- [What the exercise asks]
A complete answer lists every line of the entries below where the string "Creates" appears.

:::

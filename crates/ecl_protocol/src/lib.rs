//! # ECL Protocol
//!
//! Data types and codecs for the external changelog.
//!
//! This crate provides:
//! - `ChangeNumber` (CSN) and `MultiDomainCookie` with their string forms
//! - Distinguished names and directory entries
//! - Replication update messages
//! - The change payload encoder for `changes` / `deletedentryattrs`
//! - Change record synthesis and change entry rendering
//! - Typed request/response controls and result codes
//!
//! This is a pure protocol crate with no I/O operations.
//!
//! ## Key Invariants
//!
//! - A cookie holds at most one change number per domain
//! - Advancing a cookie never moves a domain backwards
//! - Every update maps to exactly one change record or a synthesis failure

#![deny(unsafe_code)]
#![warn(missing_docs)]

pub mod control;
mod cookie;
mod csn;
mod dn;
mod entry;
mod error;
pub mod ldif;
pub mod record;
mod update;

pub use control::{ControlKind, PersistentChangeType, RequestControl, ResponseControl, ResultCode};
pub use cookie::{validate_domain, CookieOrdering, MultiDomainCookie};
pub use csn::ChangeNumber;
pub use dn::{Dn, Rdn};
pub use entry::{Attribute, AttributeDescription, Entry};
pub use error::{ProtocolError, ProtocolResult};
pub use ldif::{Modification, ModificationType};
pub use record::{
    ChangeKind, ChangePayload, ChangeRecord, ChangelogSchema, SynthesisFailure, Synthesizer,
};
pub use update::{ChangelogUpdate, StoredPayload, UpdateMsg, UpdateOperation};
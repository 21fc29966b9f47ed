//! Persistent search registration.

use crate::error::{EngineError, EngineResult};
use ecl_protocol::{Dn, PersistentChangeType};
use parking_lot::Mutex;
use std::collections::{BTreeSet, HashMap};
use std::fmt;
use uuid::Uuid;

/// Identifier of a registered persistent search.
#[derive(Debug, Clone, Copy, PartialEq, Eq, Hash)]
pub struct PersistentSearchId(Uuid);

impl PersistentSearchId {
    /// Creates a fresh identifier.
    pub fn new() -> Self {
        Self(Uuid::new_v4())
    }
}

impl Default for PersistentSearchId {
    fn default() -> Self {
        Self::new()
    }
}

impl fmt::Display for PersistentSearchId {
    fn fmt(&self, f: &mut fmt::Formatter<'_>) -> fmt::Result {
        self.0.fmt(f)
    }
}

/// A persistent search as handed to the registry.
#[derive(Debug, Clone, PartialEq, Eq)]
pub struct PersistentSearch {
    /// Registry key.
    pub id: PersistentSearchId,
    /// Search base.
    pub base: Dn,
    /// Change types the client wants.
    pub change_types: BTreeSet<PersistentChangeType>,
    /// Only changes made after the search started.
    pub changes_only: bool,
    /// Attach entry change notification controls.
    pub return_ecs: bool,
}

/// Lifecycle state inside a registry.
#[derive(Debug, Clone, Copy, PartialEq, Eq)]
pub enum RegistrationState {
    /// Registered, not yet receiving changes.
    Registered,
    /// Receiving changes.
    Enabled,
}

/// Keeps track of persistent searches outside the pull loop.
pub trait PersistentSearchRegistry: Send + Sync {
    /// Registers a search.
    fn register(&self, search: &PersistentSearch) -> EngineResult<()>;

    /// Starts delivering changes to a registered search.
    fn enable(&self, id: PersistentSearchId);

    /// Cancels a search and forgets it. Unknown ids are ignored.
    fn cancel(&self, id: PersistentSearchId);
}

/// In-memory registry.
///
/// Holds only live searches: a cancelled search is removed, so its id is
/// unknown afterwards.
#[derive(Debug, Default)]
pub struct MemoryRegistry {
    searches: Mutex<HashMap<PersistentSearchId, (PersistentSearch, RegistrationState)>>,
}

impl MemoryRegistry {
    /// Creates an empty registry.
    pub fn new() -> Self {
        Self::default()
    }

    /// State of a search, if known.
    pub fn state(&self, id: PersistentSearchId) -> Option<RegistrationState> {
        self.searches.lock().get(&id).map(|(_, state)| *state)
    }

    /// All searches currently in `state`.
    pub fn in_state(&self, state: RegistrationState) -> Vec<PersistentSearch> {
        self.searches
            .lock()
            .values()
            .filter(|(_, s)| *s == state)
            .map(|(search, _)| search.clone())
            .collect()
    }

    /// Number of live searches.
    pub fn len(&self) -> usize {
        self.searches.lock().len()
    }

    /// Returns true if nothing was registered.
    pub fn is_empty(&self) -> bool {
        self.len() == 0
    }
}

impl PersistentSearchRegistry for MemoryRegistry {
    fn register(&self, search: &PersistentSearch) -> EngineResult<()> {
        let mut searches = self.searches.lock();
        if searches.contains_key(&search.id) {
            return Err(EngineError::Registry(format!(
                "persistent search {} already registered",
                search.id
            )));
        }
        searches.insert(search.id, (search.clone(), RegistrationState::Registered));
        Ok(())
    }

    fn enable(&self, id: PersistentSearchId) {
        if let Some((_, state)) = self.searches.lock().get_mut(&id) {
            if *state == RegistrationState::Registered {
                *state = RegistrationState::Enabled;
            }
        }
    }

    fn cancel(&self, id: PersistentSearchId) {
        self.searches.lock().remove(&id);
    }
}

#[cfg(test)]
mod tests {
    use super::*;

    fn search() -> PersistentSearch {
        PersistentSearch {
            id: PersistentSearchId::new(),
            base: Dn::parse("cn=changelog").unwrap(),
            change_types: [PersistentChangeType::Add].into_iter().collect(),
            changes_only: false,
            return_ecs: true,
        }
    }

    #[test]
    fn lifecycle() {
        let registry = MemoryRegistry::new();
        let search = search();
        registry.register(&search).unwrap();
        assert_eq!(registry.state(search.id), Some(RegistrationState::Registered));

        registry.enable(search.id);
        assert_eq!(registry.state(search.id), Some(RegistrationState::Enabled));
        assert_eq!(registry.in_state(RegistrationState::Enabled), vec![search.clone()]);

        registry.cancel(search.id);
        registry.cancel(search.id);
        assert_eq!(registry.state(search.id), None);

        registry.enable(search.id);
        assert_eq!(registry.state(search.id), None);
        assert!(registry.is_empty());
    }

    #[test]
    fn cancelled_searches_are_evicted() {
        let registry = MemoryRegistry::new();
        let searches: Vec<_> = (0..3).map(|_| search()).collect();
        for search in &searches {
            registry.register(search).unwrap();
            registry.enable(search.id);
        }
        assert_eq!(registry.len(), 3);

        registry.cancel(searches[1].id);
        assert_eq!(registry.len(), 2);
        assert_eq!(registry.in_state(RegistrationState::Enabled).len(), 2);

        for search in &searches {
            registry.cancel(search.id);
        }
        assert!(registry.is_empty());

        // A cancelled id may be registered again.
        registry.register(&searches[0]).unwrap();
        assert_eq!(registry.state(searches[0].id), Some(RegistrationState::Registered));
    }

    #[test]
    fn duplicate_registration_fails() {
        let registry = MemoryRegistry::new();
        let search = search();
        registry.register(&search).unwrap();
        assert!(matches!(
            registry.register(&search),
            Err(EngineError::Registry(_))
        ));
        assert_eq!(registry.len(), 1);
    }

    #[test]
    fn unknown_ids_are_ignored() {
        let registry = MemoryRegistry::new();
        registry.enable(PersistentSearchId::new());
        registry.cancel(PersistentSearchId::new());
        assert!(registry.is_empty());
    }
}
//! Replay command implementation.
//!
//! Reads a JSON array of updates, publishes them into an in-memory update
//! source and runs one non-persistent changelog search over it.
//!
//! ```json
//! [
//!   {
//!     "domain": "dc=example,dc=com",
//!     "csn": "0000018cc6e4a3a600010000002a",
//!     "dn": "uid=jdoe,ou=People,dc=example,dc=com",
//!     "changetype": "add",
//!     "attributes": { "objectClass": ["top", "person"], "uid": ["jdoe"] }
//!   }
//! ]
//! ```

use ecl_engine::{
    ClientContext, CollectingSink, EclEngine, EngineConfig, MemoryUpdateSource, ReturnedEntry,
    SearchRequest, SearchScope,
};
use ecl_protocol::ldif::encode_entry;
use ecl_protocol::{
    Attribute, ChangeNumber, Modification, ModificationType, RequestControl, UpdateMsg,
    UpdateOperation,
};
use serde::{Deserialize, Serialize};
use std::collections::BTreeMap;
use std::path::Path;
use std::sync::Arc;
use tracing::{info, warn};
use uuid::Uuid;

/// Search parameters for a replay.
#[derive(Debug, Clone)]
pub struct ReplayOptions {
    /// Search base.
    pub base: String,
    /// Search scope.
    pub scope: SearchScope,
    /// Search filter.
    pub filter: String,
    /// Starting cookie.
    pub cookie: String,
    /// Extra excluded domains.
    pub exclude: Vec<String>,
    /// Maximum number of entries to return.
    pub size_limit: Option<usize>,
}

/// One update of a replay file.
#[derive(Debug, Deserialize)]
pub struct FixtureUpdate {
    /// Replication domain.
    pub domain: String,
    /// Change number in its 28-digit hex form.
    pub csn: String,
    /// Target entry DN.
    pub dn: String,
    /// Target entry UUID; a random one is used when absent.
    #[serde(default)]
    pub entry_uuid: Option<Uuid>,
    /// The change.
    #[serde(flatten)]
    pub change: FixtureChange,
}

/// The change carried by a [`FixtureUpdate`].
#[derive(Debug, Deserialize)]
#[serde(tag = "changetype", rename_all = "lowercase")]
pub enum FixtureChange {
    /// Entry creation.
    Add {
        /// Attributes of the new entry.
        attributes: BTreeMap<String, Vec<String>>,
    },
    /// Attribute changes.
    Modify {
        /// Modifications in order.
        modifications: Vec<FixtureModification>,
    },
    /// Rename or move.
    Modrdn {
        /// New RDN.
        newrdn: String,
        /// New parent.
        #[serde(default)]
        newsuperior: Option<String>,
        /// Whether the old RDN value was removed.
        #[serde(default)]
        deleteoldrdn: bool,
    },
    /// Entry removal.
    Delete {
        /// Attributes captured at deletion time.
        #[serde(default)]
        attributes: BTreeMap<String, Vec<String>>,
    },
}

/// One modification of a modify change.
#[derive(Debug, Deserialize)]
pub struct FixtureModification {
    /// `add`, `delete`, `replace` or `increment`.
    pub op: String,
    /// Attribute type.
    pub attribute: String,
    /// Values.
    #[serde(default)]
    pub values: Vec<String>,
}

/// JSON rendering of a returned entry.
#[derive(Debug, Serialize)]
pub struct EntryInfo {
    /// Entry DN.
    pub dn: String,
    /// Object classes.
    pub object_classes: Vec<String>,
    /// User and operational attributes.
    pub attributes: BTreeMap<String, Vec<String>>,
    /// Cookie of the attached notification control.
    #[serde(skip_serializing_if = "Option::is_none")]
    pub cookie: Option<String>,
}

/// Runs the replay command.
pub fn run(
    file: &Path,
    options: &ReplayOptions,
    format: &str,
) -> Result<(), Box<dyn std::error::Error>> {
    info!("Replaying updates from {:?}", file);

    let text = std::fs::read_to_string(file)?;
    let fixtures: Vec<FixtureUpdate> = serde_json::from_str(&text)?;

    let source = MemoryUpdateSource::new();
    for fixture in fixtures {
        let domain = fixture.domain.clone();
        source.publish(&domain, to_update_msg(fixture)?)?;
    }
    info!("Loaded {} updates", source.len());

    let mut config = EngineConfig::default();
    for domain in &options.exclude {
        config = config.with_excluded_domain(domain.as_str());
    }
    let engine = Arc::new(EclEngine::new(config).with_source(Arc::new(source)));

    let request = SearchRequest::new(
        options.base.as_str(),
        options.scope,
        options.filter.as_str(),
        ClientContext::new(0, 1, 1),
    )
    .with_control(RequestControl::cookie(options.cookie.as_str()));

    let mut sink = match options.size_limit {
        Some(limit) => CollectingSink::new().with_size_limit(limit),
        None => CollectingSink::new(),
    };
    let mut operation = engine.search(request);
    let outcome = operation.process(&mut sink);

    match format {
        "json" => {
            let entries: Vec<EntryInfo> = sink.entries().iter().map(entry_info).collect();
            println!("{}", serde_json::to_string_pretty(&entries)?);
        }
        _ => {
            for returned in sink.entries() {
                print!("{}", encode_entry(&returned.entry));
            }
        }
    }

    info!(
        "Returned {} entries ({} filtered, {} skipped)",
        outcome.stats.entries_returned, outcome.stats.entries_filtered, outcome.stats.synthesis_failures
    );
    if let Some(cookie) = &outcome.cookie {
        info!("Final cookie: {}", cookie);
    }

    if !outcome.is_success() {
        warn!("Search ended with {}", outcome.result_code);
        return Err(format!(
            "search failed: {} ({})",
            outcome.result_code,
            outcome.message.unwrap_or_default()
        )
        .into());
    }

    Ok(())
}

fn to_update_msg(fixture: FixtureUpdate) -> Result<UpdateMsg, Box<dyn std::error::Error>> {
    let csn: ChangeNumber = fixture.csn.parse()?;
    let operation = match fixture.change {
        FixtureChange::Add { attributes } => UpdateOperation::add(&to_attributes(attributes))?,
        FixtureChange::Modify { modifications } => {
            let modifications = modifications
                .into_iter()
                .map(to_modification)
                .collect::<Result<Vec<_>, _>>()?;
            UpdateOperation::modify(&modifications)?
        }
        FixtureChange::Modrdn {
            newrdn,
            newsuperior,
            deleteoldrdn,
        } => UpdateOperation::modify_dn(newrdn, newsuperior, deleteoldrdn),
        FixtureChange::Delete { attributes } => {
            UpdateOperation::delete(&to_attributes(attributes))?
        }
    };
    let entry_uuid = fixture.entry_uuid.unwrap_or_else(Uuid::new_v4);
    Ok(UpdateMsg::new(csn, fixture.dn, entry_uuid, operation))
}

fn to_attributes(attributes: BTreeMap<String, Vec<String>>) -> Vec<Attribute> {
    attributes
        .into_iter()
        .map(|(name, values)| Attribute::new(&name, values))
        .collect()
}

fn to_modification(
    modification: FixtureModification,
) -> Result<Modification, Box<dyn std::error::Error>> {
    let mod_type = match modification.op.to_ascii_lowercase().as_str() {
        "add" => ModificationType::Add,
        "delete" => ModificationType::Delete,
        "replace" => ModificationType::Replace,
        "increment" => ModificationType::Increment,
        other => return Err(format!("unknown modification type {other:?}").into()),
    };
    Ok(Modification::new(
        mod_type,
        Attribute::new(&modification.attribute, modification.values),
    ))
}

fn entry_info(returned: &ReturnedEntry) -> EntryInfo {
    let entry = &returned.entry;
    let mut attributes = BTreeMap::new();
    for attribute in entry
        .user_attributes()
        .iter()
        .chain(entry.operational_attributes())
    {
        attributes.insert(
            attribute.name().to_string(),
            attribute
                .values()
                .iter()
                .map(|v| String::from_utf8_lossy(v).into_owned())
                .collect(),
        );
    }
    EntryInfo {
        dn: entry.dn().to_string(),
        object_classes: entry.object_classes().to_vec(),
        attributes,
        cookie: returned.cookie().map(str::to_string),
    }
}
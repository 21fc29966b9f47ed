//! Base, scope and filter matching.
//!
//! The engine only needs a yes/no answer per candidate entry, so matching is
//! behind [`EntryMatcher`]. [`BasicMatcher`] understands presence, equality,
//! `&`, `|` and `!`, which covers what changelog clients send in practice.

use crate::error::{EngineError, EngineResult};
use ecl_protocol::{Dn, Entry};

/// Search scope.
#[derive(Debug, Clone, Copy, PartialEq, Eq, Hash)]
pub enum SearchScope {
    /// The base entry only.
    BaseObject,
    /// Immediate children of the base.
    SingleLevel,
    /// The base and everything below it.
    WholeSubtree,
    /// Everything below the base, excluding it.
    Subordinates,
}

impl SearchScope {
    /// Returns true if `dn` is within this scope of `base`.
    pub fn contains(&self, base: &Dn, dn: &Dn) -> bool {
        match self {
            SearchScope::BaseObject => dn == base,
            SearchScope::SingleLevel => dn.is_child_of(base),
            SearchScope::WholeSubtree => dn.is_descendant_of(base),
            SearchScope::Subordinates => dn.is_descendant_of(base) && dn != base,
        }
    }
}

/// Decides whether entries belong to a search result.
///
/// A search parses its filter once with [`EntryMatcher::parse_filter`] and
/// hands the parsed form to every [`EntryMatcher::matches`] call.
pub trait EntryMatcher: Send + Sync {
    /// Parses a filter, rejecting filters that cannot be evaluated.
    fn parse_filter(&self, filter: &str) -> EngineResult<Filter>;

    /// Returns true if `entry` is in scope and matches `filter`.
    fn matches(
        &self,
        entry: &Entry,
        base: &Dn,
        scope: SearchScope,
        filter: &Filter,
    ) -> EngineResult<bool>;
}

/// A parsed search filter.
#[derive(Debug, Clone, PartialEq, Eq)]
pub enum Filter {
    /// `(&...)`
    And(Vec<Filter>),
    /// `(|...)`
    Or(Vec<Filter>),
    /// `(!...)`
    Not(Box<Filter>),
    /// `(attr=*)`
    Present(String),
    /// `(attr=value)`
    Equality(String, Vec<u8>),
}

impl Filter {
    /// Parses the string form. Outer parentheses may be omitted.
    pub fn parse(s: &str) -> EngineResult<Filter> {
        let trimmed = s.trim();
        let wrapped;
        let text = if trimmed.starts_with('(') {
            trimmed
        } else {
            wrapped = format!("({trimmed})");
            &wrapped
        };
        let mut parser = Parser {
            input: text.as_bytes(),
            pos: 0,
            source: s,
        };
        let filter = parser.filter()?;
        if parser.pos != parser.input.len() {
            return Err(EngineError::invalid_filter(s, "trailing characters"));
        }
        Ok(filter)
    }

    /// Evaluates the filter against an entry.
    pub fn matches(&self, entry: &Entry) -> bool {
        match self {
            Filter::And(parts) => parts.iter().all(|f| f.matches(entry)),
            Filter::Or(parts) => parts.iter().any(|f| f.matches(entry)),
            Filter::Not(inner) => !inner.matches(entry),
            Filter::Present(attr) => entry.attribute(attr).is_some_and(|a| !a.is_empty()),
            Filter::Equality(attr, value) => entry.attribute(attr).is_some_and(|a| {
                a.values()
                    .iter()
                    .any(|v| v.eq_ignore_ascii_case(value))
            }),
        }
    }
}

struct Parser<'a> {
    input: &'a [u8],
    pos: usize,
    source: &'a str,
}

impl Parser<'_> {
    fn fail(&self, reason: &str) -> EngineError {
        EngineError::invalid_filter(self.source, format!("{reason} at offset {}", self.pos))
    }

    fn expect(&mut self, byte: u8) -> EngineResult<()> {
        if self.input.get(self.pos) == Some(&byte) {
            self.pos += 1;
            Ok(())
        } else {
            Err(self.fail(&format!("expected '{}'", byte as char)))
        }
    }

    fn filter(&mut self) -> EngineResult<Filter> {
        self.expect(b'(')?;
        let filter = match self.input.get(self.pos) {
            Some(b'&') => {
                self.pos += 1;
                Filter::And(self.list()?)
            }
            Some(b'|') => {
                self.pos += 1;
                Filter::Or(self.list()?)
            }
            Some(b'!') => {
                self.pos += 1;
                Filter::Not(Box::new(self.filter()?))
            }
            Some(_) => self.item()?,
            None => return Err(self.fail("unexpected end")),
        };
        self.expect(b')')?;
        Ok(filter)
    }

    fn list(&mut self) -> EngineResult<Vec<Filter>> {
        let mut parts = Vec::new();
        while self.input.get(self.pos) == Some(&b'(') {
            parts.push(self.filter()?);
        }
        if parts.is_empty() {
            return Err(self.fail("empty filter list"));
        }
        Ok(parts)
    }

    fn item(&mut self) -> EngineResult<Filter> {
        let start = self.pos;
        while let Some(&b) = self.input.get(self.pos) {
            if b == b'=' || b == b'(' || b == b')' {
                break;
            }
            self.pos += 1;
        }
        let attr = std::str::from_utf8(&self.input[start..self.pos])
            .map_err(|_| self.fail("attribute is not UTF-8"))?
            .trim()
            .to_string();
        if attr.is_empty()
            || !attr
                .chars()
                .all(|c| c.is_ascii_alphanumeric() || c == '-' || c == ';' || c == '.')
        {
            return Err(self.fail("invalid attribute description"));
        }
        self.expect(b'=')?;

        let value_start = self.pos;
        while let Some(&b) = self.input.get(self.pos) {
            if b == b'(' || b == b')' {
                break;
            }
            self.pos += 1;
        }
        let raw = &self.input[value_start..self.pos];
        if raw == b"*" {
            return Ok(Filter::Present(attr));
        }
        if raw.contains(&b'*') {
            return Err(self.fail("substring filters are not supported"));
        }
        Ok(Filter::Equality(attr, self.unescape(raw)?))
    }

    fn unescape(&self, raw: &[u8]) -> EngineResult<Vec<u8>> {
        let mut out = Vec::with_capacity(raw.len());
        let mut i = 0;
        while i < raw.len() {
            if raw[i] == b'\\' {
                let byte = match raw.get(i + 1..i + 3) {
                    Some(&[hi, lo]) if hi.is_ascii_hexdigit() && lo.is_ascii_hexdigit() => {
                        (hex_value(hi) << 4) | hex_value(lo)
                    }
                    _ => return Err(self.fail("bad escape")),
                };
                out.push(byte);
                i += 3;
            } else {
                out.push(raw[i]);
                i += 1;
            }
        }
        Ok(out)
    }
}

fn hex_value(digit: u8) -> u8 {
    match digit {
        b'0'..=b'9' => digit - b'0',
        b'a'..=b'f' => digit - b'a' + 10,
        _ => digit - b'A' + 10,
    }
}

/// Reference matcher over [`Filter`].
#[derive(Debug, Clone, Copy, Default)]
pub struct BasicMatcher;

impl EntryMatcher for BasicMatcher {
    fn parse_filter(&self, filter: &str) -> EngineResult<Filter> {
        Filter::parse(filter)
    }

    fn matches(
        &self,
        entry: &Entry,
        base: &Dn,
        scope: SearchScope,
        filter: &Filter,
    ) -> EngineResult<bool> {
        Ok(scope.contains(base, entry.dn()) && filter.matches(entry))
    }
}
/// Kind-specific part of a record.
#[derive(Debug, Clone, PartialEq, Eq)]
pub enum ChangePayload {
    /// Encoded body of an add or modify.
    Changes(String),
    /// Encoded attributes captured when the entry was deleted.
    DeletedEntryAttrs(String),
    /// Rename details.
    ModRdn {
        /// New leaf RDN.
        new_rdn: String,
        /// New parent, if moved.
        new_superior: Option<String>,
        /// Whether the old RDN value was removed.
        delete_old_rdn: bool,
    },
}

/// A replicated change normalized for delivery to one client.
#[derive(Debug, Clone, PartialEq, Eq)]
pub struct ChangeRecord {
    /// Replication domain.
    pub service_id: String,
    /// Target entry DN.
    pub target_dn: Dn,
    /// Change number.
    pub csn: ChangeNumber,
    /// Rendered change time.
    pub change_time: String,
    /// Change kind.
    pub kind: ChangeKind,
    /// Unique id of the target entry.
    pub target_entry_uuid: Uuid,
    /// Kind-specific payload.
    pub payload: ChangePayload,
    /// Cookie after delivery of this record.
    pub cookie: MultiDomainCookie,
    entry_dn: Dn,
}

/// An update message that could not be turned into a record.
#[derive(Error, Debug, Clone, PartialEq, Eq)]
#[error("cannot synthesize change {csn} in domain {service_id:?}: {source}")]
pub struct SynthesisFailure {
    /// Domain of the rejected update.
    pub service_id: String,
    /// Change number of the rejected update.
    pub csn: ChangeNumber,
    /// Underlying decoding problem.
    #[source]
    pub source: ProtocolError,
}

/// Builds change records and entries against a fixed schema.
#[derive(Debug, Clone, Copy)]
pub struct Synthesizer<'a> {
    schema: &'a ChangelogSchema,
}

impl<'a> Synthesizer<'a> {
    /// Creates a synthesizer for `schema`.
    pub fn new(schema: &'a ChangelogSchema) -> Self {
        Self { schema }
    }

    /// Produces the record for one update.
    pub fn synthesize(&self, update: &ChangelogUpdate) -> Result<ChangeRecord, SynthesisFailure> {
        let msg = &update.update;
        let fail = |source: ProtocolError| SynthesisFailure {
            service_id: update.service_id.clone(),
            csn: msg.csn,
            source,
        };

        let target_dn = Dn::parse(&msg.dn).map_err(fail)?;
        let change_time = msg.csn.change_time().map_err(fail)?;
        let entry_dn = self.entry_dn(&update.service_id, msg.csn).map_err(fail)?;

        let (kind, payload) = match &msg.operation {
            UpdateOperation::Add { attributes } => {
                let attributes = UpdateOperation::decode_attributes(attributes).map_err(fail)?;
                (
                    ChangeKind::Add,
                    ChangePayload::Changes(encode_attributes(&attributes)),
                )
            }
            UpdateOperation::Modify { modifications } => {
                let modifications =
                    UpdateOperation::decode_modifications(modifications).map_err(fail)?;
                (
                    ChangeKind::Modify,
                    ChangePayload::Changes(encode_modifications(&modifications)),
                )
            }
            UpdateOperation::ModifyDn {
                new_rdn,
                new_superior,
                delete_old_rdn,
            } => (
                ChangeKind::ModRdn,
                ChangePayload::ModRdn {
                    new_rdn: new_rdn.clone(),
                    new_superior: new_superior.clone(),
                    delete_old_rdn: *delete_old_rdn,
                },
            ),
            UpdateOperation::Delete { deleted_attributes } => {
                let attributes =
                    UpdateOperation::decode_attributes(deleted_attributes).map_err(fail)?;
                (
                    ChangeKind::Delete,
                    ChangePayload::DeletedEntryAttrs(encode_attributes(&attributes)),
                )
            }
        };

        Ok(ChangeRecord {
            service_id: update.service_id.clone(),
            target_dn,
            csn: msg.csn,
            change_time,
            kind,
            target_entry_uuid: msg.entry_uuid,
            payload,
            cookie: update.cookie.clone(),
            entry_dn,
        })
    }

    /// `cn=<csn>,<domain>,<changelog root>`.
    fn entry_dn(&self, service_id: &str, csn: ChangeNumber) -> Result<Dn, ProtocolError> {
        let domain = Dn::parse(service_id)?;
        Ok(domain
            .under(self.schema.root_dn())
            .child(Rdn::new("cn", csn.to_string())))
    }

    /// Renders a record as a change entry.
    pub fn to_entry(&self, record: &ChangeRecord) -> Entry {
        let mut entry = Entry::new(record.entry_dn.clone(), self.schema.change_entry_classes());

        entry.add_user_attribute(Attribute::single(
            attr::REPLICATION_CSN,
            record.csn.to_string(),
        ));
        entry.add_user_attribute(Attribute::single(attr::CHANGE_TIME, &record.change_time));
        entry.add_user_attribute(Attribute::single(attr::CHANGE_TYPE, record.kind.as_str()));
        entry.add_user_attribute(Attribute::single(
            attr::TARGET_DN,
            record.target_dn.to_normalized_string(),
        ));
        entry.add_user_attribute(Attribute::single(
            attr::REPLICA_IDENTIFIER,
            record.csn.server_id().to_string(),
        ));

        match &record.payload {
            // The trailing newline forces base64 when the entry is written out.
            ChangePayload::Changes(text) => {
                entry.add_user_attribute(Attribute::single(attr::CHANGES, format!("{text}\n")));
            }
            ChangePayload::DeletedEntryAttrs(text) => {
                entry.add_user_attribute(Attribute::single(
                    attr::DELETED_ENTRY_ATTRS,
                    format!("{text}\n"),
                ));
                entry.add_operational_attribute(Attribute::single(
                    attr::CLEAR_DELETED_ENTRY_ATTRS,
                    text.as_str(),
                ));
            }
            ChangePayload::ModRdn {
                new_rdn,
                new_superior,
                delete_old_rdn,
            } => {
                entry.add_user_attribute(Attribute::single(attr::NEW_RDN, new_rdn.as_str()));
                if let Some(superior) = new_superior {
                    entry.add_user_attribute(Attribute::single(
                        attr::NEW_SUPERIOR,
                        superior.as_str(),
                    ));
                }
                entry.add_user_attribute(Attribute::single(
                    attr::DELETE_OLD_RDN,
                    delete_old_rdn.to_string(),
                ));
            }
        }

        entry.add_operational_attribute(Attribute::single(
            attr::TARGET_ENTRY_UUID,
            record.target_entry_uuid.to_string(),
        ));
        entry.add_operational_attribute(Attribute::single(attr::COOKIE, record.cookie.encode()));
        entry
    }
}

:::

- [Output of the task]
    /// Creates a fresh identifier.
    /// Creates an empty registry.
    /// Creates a synthesizer for `schema`.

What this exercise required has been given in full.